Diese Computergrafik zeigt den Entwurf des prestigeträchtigen Baus.
verzichten auch die Grünen gänzlich auf Präsenz. Auf Nachfrage heißt es, aus „terminlichen Gründen“könne kein Abgeordneter dabei sein. Dabei dürfte wohl die Überlegung eine Rolle gespielt haben, dass mit den schönen Bildern aus dem Emirat auch die unschöne Vorgeschichte wieder thematisiert wird. Immerhin führt ein Grüner die Landesregierung, unter deren Ägide das Steuergeld unplanmäßig versandete.

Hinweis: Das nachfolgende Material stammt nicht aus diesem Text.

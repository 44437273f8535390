//! kvtx-probe - operator check against a live Redis deployment

use std::path::PathBuf;

use anyhow::{Context, Result};
use clap::{Parser, Subcommand};
use kvtx_store::{init_tracing, LogConfig, LogFormat, Manager, ManagerConfig, Scored, Topology};

#[derive(Parser)]
#[command(name = "kvtx-probe")]
#[command(author, version, about, long_about = None)]
struct Cli {
    /// JSON file with a full manager config; overrides the connection flags
    #[arg(short, long)]
    config: Option<PathBuf>,

    /// standalone, sentinel or cluster
    #[arg(long, env = "KVTX_MODE", default_value = "standalone")]
    mode: Topology,

    /// Comma-separated host:port list
    #[arg(long, env = "KVTX_ADDRS", value_delimiter = ',', default_value = "127.0.0.1:6379")]
    addrs: Vec<String>,

    #[arg(long, env = "KVTX_MASTER_NAME")]
    master_name: Option<String>,

    #[arg(long, env = "KVTX_PASSWORD", hide_env_values = true)]
    password: Option<String>,

    #[arg(long, env = "KVTX_DB", default_value_t = 0)]
    db: i64,

    /// Emit JSON log lines
    #[arg(long)]
    json: bool,

    #[command(subcommand)]
    command: Command,
}

#[derive(Subcommand)]
enum Command {
    /// Round-trip to the backend
    Ping,

    /// Print a UTF-8 value
    Get { key: String },

    /// Write a UTF-8 value through a transaction
    Set { key: String, value: String },

    /// Print sorted-set members with scores, lowest first
    Zrange {
        key: String,
        #[arg(default_value_t = 0, allow_hyphen_values = true)]
        start: i64,
        #[arg(default_value_t = -1, allow_hyphen_values = true)]
        stop: i64,
    },
}

impl Cli {
    fn manager_config(&self) -> Result<ManagerConfig> {
        if let Some(path) = &self.config {
            let raw = std::fs::read_to_string(path)
                .with_context(|| format!("reading {}", path.display()))?;
            return Ok(ManagerConfig::from_json(&raw)?);
        }
        Ok(ManagerConfig {
            mode: self.mode,
            addrs: self.addrs.clone(),
            master_name: self.master_name.clone(),
            password: self.password.clone(),
            db: self.db,
            ..ManagerConfig::default()
        })
    }
}

#[tokio::main]
async fn main() -> Result<()> {
    let cli = Cli::parse();

    init_tracing(&LogConfig {
        name: "kvtx-probe".to_string(),
        level: "warn".to_string(),
        format: if cli.json { LogFormat::Json } else { LogFormat::Compact },
    })?;

    let config = cli.manager_config()?;
    let manager = Manager::connect(&config)
        .await
        .with_context(|| format!("connecting to {} {:?}", config.mode, config.addrs))?;

    let outcome = run(&manager, cli.command).await;
    manager.close().await?;
    outcome
}

async fn run(manager: &Manager, command: Command) -> Result<()> {
    match command {
        Command::Ping => {
            manager.ping().await?;
            println!("PONG");
        }
        Command::Get { key } => {
            let kv = manager.register_kv::<String>(&key)?;
            println!("{}", kv.get().await?);
        }
        Command::Set { key, value } => {
            let kv = manager.register_kv::<String>(&key)?;
            let tx = kv.begin_tx().await?;
            tx.set(&value)?;
            tx.commit().await?;
            println!("OK");
        }
        Command::Zrange { key, start, stop } => {
            let zset = manager.register_sorted_set::<Scored<Vec<u8>>>(&key)?;
            for member in zset.range(start, stop).await? {
                println!("{}\t{}", member.score, String::from_utf8_lossy(&member.value));
            }
        }
    }
    Ok(())
}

30 Sponsoren präsentieren nun trotz aller Kritik unter dem Motto „Feel the Spirit of Innovation“interaktive Stationen zu globalen Zukunftsthemen in dem Pavillon. Im Erd- und Zwischengeschoss gibt es ein Restaurant, das baden-württembergische Spezialitäten serviert und Raum für Veranstaltungen bietet. Fach- und Businessevents sind geplant, ebenso wie kulturelle und kulinarische Veranstaltungen. 2000 Besucher werden pro Tag im Pavillon erwartet. Unter den 190 Ausstellern bei der Weltausstellung ist Baden-Württemberg die einzige Region.

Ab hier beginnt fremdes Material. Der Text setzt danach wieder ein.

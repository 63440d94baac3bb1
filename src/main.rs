//! Jiayou · Mandarin Answer-Grading Backend
//!
//! - Axum HTTP + WebSocket API
//! - Deterministic answer scoring (0/25/50/75/100 partial credit)
//! - Optional OpenAI feedback enhancement (via environment variables)
//! - Static SPA fallback (./static/index.html)
//!
//! Important env variables:
//!   PORT          : u16 (default 3000)
//!   OPENAI_API_KEY    : enables feedback enhancement if present
//!   OPENAI_BASE_URL    : default "https://api.openai.com/v1"
//!   OPENAI_FAST_MODEL  : default "gpt-4o-mini"
//!   OPENAI_STRONG_MODEL   : default "gpt-4o"
//!   GRADER_CONFIG_PATH  : path to TOML config (prompts + optional example bank)
//!   LOG_LEVEL    : tracing filter, e.g. "debug" or full directives
//!   LOG_FORMAT      : "pretty" (default) or "json"

mod telemetry;
mod util;
mod domain;
mod config;
mod seeds;
mod state;
mod protocol;
mod scoring;
mod logic;
mod openai;
mod routes;
mod pinyin;

use std::{net::SocketAddr, sync::Arc};
use tokio::net::TcpListener;
use tracing::{info, instrument};

use crate::routes::build_router;
use crate::state::AppState;

#[instrument(level = "info", skip_all)]
#[tokio::main]
async fn main() -> Result<(), Box<dyn std::error::Error>> {
  telemetry::init_tracing();

  // Build shared application state (example bank, OpenAI client, prompts).
  let state = Arc::new(AppState::new());

  // Build the HTTP router with routes, CORS and tracing layers.
  let app = build_router(state.clone());

  // Read port from env or default to 3000.
  let addr: SocketAddr = std::env::var("PORT")
    .ok()
    .and_then(|p| p.parse::<u16>().ok())
    .map(|port| SocketAddr::from(([0, 0, 0, 0], port)))
    .unwrap_or_else(|| SocketAddr::from(([0, 0, 0, 0], 3000)));

  let listener = TcpListener::bind(addr).await?;
  info!(target: "jiayou_backend", %addr, "HTTP server listening");
  axum::serve(listener, app).await?;
  Ok(())
}
//! Small utility helpers used across modules.

/// Very small and safe string templating.
/// Replaces occurrences of `{key}` in the template with provided values.
/// This is intentionally simple (no nested/conditional logic).
pub fn fill_template(tpl: &str, pairs: &[(&str, &str)]) -> String {
  let mut out = tpl.to_string();
  for (k, v) in pairs {
    let needle = format!("{{{}}}", k);
    out = out.replace(&needle, v);
  }
  out
}

/// Log-safe truncation for large strings.
/// Avoids spamming logs with huge request/response payloads.
pub fn trunc_for_log(s: &str, max: usize) -> String {
  if s.len() <= max {
    s.to_string()
  } else {
    let cut = s.char_indices().take_while(|(i, _)| *i < max).last().map(|(i, c)| i + c.len_utf8()).unwrap_or(0);
    format!("{}… ({} bytes total)", &s[..cut], s.len())
  }
}

#[cfg(test)]
mod tests {
  use super::*;

  #[test]
  fn fill_template_replaces_all_occurrences() {
    let out = fill_template("{a} and {b} and {a}", &[("a", "x"), ("b", "y")]);
    assert_eq!(out, "x and y and x");
  }

  #[test]
  fn trunc_for_log_respects_char_boundaries() {
    let s = "你好你好你好";
    let t = trunc_for_log(s, 4);
    assert!(t.contains("bytes total"));
    // Must not split a UTF-8 sequence.
    assert!(t.starts_with("你好"));
  }
}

Jessica Müller-Feist, Geschäftsführerin von MDT-Tex aus Hardheim im Odenwald hat die tulpenförmigen Sonnenschirme vor dem Pavillon gesponsert. Es seien pragmatische Gründe gewesen, die sie davon überzeugt hätten, den badenwürttembergischen Auftritt auf der Expo zu unterstützen. „Als kleines baden-württembergisches Unternehmen sind wir sehr auf das Ausland angewiesen“, erklärt sie. Messen hätten jedoch nicht mehr die Sogwirkung auf das Ausland, die sie noch vor einigen Jahren hatten. „Das hier ist gerade für kleinere Unternehmen eine wunderbare Möglichkeit, sich international zu präsentieren.“Den Pavillon selbst hält sie für sehr gelungen. „Der offene Charakter gefällt mir gut“,
sagt sie. „Er lädt dazu ein, Neues zu erfahren, die Ausstellung zu entdecken.“Das Politikum um die Finanzierung des BW-Hauses habe sie nicht besonders interessiert.

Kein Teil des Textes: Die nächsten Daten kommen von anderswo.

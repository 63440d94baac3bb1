//! WebSocket upgrade + message loop. Each client message is parsed as JSON and
//! forwarded to core logic. We reply with a single JSON message per request.

use std::sync::Arc;
use axum::{
  extract::{
    ws::{Message, WebSocket},
    State, WebSocketUpgrade,
  },
  response::IntoResponse,
};
use tracing::{info, error, instrument, debug};

use crate::protocol::{ClientWsMessage, ServerWsMessage};
use crate::logic::*;
use crate::state::AppState;

#[instrument(level = "info", skip(state))]
pub async fn ws_upgrade(ws: WebSocketUpgrade, State(state): State<Arc<AppState>>) -> impl IntoResponse {
  info!(target: "jiayou_backend", "WebSocket upgrade requested");
  ws.on_upgrade(move |socket| handle_ws(socket, state))
}

#[instrument(level = "info", skip(socket, state))]
async fn handle_ws(mut socket: WebSocket, state: Arc<AppState>) {
  info!(target: "jiayou_backend", "WebSocket connected");
  while let Some(Ok(msg)) = socket.recv().await {
    match msg {
      Message::Text(txt) => {
        // Parse, dispatch, serialize response.
        let reply_msg = match serde_json::from_str::<ClientWsMessage>(&txt) {
          Ok(incoming) => {
            debug!(target: "jiayou_backend", "WS received: {:?}", &incoming);
            handle_client_ws(incoming, &state).await
          }
          Err(e) => ServerWsMessage::Error { message: format!("Invalid JSON: {}", e) },
        };

        let out = serde_json::to_string(&reply_msg).unwrap_or_else(|e| {
          serde_json::json!({ "type": "error", "message": format!("Serialization error: {}", e) }).to_string()
        });

        if let Err(e) = socket.send(Message::Text(out)).await {
          error!(target: "jiayou_backend", error = %e, "WS send error");
          break;
        }
      }
      Message::Ping(payload) => { let _ = socket.send(Message::Pong(payload)).await; }
      Message::Close(_) => break,
      _ => {}
    }
  }
  info!(target: "jiayou_backend", "WebSocket disconnected");
}

#[instrument(level = "info", skip(state))]
async fn handle_client_ws(msg: ClientWsMessage, state: &AppState) -> ServerWsMessage {
  match msg {
    ClientWsMessage::Ping => ServerWsMessage::Pong,

    ClientWsMessage::Evaluate { question, correct_answer, student_answer, question_type } => {
      let (Some(correct), Some(student)) = (correct_answer, student_answer) else {
        return ServerWsMessage::Error {
          message: "correctAnswer and studentAnswer are required".into(),
        };
      };
      let result = evaluate_answer(state, &question, &correct, &student, question_type).await;
      tracing::info!(target: "grader", score = result.score, "WS evaluate graded");
      ServerWsMessage::Evaluation { result }
    }

    ClientWsMessage::PinyinInput { text } => {
      let pinyin = do_pinyin(state, &text).await;
      ServerWsMessage::Pinyin { text, pinyin }
    }
  }
}

// Dispatch tests: feed parsed client messages straight into the handler,
// enhancer disabled, and check the single reply per message.
#[cfg(test)]
mod tests {
  use super::*;

  fn offline_state() -> AppState {
    AppState {
      examples: Arc::new(tokio::sync::RwLock::new(vec![])),
      openai: None,
      prompts: Default::default(),
    }
  }

  async fn dispatch(raw: &str, state: &AppState) -> ServerWsMessage {
    match serde_json::from_str::<ClientWsMessage>(raw) {
      Ok(msg) => handle_client_ws(msg, state).await,
      Err(e) => ServerWsMessage::Error { message: format!("Invalid JSON: {}", e) },
    }
  }

  #[tokio::test]
  async fn ping_gets_pong() {
    let reply = dispatch(r#"{"type":"ping"}"#, &offline_state()).await;
    assert!(matches!(reply, ServerWsMessage::Pong));
  }

  #[tokio::test]
  async fn evaluate_round_trip_grades_the_answer() {
    let raw = r#"{"type":"evaluate","question":"Translate: hello","correctAnswer":"你好","studentAnswer":"你好。","questionType":"free_text"}"#;
    let reply = dispatch(raw, &offline_state()).await;
    match reply {
      ServerWsMessage::Evaluation { result } => {
        assert_eq!(result.score, 75);
        assert!(!result.feedback.is_empty());
      }
      other => panic!("expected evaluation, got {:?}", other),
    }
  }

  #[tokio::test]
  async fn evaluate_without_answers_replies_with_error() {
    let raw = r#"{"type":"evaluate","correctAnswer":"你好"}"#;
    let reply = dispatch(raw, &offline_state()).await;
    match reply {
      ServerWsMessage::Error { message } => assert!(message.contains("studentAnswer")),
      other => panic!("expected error, got {:?}", other),
    }
  }

  #[tokio::test]
  async fn pinyin_input_converts_locally() {
    let reply = dispatch(r#"{"type":"pinyin_input","text":"你好"}"#, &offline_state()).await;
    match reply {
      ServerWsMessage::Pinyin { text, pinyin } => {
        assert_eq!(text, "你好");
        assert_eq!(pinyin, "nǐ hǎo");
      }
      other => panic!("expected pinyin, got {:?}", other),
    }
  }

  #[tokio::test]
  async fn invalid_json_replies_with_error() {
    let reply = dispatch("{not json", &offline_state()).await;
    assert!(matches!(reply, ServerWsMessage::Error { .. }));
  }
}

Rupert Plersch, Firmengründer von KTI aus Balzheim bei Illertissen, sieht das anders: „Ich finde es toll, dass die Ministerin den Mut hatte, das durchzusetzen – auch gegen Widerstände. Wir brauchen solche Politiker, die auch unternehmerisch denken.“Plersch ist froh, dass seine Firma auf der badenwürttembergischen Seite der Iller beheimatet ist. „Als bayerisches Unternehmen hätten wir keine Chance, hier dabei zu sein“, sagt er. Schon seit 20 Jahren hat sein Unternehmen, das Kälteanlagen zur EisErzeugung herstellt, einen Sitz in Dubai. „Jetzt kann ich hier Veranstaltungen machen für meine Kunden im Mittleren Osten“, sagt er. „Das ist eine einmalige Chance.“
Bundesentwicklungsminister Gerd Müller (CSU) lobt den Südwesten ebenfalls: „Ich finde den Pavillon und den Auftritt sehr gelungen. Es ist ausgesprochen wichtig, dass Deutschland und die Bundesländer Flagge zeigen. Es ist etwas Besonderes, dass sich ein Bundesland gesondert präsentiert. Aber der Pavillon setzt einen besonderen Akzent auf Klimatechnik und Innovation. Damit ist das auch gerechtfertigt.“
Was aber bleibt vom badenwürttembergischen Pavillon, wenn die Weltausstellung im März vorbei ist? Im Budget eingeplant sind bereits Kosten für den Abbruch und Rücktransport des Hauses. Wirtschaftsministerium und Projektgesellschaft hoffen jedoch auf eine Nutzung vor Ort. Die United Arab Emirates University würde das baden-württembergische Gebäude nach der Expo gern nutzen. Die Verhandlungen laufen jedoch noch.